> **Instructions to follow**: The entries are to be repeated in full, without any change.

(Dataset entries)
Segment Open

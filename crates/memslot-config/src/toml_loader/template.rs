//! Default TOML config template with inline documentation comments.

pub(crate) fn default_config_toml() -> &'static str {
    r#"# memslot configuration
# Written on first run; edit freely.
# Only override what you want to change -- missing fields use defaults.

[bridge]
# offline = false            # run against the built-in stand-in instead of the host

[host]
# slot_count = 10            # 1-64
# external_url = "https://github.com/memslot/memslot"
# data_file = "/path/to/slots.json"
# status_interval_ms = 500   # 10-60000

[logging]
# level = "memslot=info"
"#
}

Segment Closed

> **Response**:
filename crates/memslot-config/src/toml_loader/template.rs
//! Default TOML config template with inline documentation comments.

pub(crate) fn default_config_toml() -> &'static str {
    r#"# memslot configuration
# Written on first run; edit freely.
# Only override what you want to change -- missing fields use defaults.

[bridge]
# offline = false            # run against the built-in stand-in instead of the host

[host]
# slot_count = 10            # 1-64
# external_url = "https://github.com/memslot/memslot"
# data_file = "/path/to/slots.json"
# status_interval_ms = 500   # 10-60000

[logging]
# level = "memslot=info"
"#
}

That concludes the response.